Das Schweizer Handelsvertreterrecht nach OR Art. 418a-418v ist insgesamt mit dem EU-Handelsvertreterrecht (EU-Richtlinie 86/653/EWG, umgesetzt in §§ 84-92c HGB in Deutschland) vergleichbar, weist aber einige Unterschiede auf: Ausgleichsanspruch: In der EU ist der Ausgleichsanspruch ähnlich wie in der Schweiz auf einen Jahresverdienst begrenzt; die Berechnungsformel und Voraussetzungen sind vergleichbar. Kündigungsfristen: Die Schweizer Mindestfristen nach OR Art. 418m (1-3 Monate) sind ähnlich wie die EU-Mindestfristen (1 Monat im 1. Jahr, 2 Monate im 2. Jahr, 3 Monate ab 3. Jahr). Delkredere: In der Schweiz ist das Delkredere nach OR Art. 418d zulässig, was in manchen EU-Staaten stärker eingeschränkt ist. Keine Umsetzungspflicht: Die Schweiz ist nicht an EU-Richtlinien gebunden, was zu leicht unterschiedlichen Ausgestaltungen führt. Grundsätzlich schützt das Schweizer Recht den Handelsvertreter ähnlich gut wie das EU-Recht.
Ja, eine ausserordentliche fristlose Kündigung des Agenturvertrags Schweiz aus wichtigem Grund ist nach OR Art. 418m Abs. 3 (sinngemäss) und den allgemeinen Grundsätzen des Schweizer Vertragsrechts jederzeit möglich, wenn die Fortsetzung des Vertragsverhältnisses für die kündigende Partei nicht mehr zumutbar ist. Als wichtige Gründe gelten: schwerwiegende und wiederholte Vertragsverletzungen des Handelsvertreters (Nichtberichterstattung, Interessenkonflikt, Konkurrenzbeziehungen zum Auftraggeber, Veruntreuung von Provisionsgeldern), Betrug oder Täuschung des Auftraggebers, dauerhafter Geschäftsabbruch durch den Handelsvertreter. Bei fristloser Kündigung aus wichtigem Grund, der vom Handelsvertreter verschuldet ist, erlischt der Ausgleichsanspruch nach OR Art. 418u (kein Anspruch auf Abgangsentschädigung). Wird die fristlose Kündigung zu Unrecht ausgesprochen, ist sie als ordentliche Kündigung mit der gesetzlichen Frist zu behandeln und kann Schadenersatzansprüche des Handelsvertreters auslösen.

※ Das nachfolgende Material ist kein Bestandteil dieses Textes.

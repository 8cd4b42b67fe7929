//! Benchmarks for wave-field synthesis and load integration.
//!
//! Covers the two per-realization costs that dominate Monte Carlo batches:
//! - elevation-only synthesis (one inverse FFT per record)
//! - full kinematics synthesis plus the Morison depth integration

use criterion::{black_box, criterion_group, criterion_main, BenchmarkId, Criterion};
use wavesim_core::{
    morison_load, synthesize_elevation, synthesize_realization, Conditioning, DepthGrid,
    FrequencyGrid, MorisonCoeffs, SeaState, SpectrumModel, TimeGrid,
};

fn storm(duration_secs: f64) -> (SeaState, TimeGrid) {
    let time = TimeGrid::new(duration_secs, 4.0).unwrap();
    let grid = FrequencyGrid::for_record(&time);
    let sea_state = SeaState::new(SpectrumModel::jonswap(25.0, 12.0).unwrap(), grid).unwrap();
    (sea_state, time)
}

fn bench_elevation_synthesis(c: &mut Criterion) {
    let mut group = c.benchmark_group("synthesize_elevation");
    for &duration in &[120.0, 1200.0, 3600.0] {
        let (sea_state, time) = storm(duration);
        group.bench_with_input(
            BenchmarkId::from_parameter(duration as usize),
            &duration,
            |b, _| {
                b.iter(|| {
                    synthesize_elevation(
                        black_box(&sea_state),
                        black_box(&time),
                        Conditioning::Unconditional,
                        42,
                    )
                    .unwrap()
                })
            },
        );
    }
    group.finish();
}

fn bench_full_realization_and_load(c: &mut Criterion) {
    let (sea_state, time) = storm(120.0);
    let depths = DepthGrid::new(-100.0, 50.0, 150).unwrap();
    let coeffs = MorisonCoeffs::cylinder(1025.0, 1.0, 2.0, 5.0).unwrap();

    c.bench_function("synthesize_realization_150_levels", |b| {
        b.iter(|| {
            synthesize_realization(
                black_box(&sea_state),
                black_box(&time),
                black_box(&depths),
                Conditioning::Crest(30.0),
                42,
            )
            .unwrap()
        })
    });

    let realization =
        synthesize_realization(&sea_state, &time, &depths, Conditioning::Unconditional, 42)
            .unwrap();
    c.bench_function("morison_load_150_levels", |b| {
        b.iter(|| morison_load(black_box(&realization), black_box(&coeffs)).unwrap())
    });
}

criterion_group!(
    benches,
    bench_elevation_synthesis,
    bench_full_realization_and_load
);
criterion_main!(benches);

Bei Streitigkeiten aus dem Agenturvertrag Schweiz ist nach Art. 17 ZPO das vertraglich vereinbarte Gericht zuständig. Fehlt eine Gerichtsstandsvereinbarung, gilt das ordentliche Gericht am Sitz des Beklagten nach Art. 2 ZPO oder alternativ das Gericht am Erfüllungsort nach Art. 31 ZPO. Da der Agenturvertrag Schweiz Elemente des Arbeitsvertrags aufweist — der Handelsvertreter ist wirtschaftlich abhängig — hat das Bundesgericht teilweise arbeitsgerichtliche Zuständigkeiten für Handelsvertreterverhältnisse bejaht, wenn der Handelsvertreter hauptsächlich für einen Auftraggeber tätig ist. Bei Streitwerten bis Fr. 30'000.- gilt das vereinfachte Verfahren nach ZPO Art. 243 ohne Anwaltspflicht. Internationale Handelsvertreterverhältnisse (Vertreter in der Schweiz für ausländischen Auftraggeber) können auch dem Lugananer Übereinkommen (LugÜ) und dem Haager Übereinkommens- und Kollisionsrecht unterliegen.